Set down each entry below exactly as it stands.

(Beginning of Source material)

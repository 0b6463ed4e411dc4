//! Shared market primitives
//!
//! Fixed-point price and quantity types used across the workspace. All
//! arithmetic and ordering happens on `i64` ticks so books stay deterministic
//! and hashable; floats only appear at the API boundary.

#![warn(missing_docs)]

pub mod types;

pub use types::{Px, Qty, SCALE};
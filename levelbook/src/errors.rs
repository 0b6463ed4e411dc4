//! Error types for book and registry operations

use common::{Px, Qty};
use thiserror::Error;

/// Failure kinds for book and registry operations.
///
/// Every variant is an ordinary, expected outcome of operating on
/// caller-supplied ids and prices; none is fatal and nothing is retried
/// internally.
#[derive(Debug, Clone, PartialEq, Eq, Error)]
pub enum BookError {
    /// Non-positive price or quantity supplied to an add.
    #[error("invalid order terms: price {price}, quantity {quantity}")]
    InvalidOrderTerms {
        /// Rejected price.
        price: Px,
        /// Rejected quantity.
        quantity: Qty,
    },

    /// Remove or replace targeted a price with no resting level.
    #[error("no resting level at price {price}")]
    LevelNotFound {
        /// Probed price.
        price: Px,
    },

    /// Add targeted an order id already tracked.
    #[error("order {id} already exists")]
    DuplicateOrder {
        /// Offending order id.
        id: u64,
    },

    /// Remove, replace or query targeted an unknown order id.
    #[error("no order with id {id}")]
    OrderNotFound {
        /// Unknown order id.
        id: u64,
    },

    /// Positional query targeted an instrument with no book yet.
    #[error("no book for instrument {symbol}")]
    BookNotFound {
        /// Queried instrument symbol.
        symbol: String,
    },

    /// Positional query index exceeds the side's current depth.
    #[error("level index {index} out of range (depth {depth})")]
    LevelIndexOutOfRange {
        /// Requested index.
        index: usize,
        /// Current depth of the queried side.
        depth: usize,
    },
}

(End of Source material)

• [Answer to the problem]:
repository 0b6463ed4e411dc4
//! Shared market primitives
//!
//! Fixed-point price and quantity types used across the workspace. All
//! arithmetic and ordering happens on `i64` ticks so books stay deterministic
//! and hashable; floats only appear at the API boundary.

#![warn(missing_docs)]

pub mod types;

pub use types::{Px, Qty, SCALE};
filename levelbook/src/errors.rs
repository 0b6463ed4e411dc4
//! Error types for book and registry operations

use common::{Px, Qty};
use thiserror::Error;

/// Failure kinds for book and registry operations.
///
/// Every variant is an ordinary, expected outcome of operating on
/// caller-supplied ids and prices; none is fatal and nothing is retried
/// internally.
#[derive(Debug, Clone, PartialEq, Eq, Error)]
pub enum BookError {
    /// Non-positive price or quantity supplied to an add.
    #[error("invalid order terms: price {price}, quantity {quantity}")]
    InvalidOrderTerms {
        /// Rejected price.
        price: Px,
        /// Rejected quantity.
        quantity: Qty,
    },

    /// Remove or replace targeted a price with no resting level.
    #[error("no resting level at price {price}")]
    LevelNotFound {
        /// Probed price.
        price: Px,
    },

    /// Add targeted an order id already tracked.
    #[error("order {id} already exists")]
    DuplicateOrder {
        /// Offending order id.
        id: u64,
    },

    /// Remove, replace or query targeted an unknown order id.
    #[error("no order with id {id}")]
    OrderNotFound {
        /// Unknown order id.
        id: u64,
    },

    /// Positional query targeted an instrument with no book yet.
    #[error("no book for instrument {symbol}")]
    BookNotFound {
        /// Queried instrument symbol.
        symbol: String,
    },

    /// Positional query index exceeds the side's current depth.
    #[error("level index {index} out of range (depth {depth})")]
    LevelIndexOutOfRange {
        /// Requested index.
        index: usize,
        /// Current depth of the queried side.
        depth: usize,
    },
}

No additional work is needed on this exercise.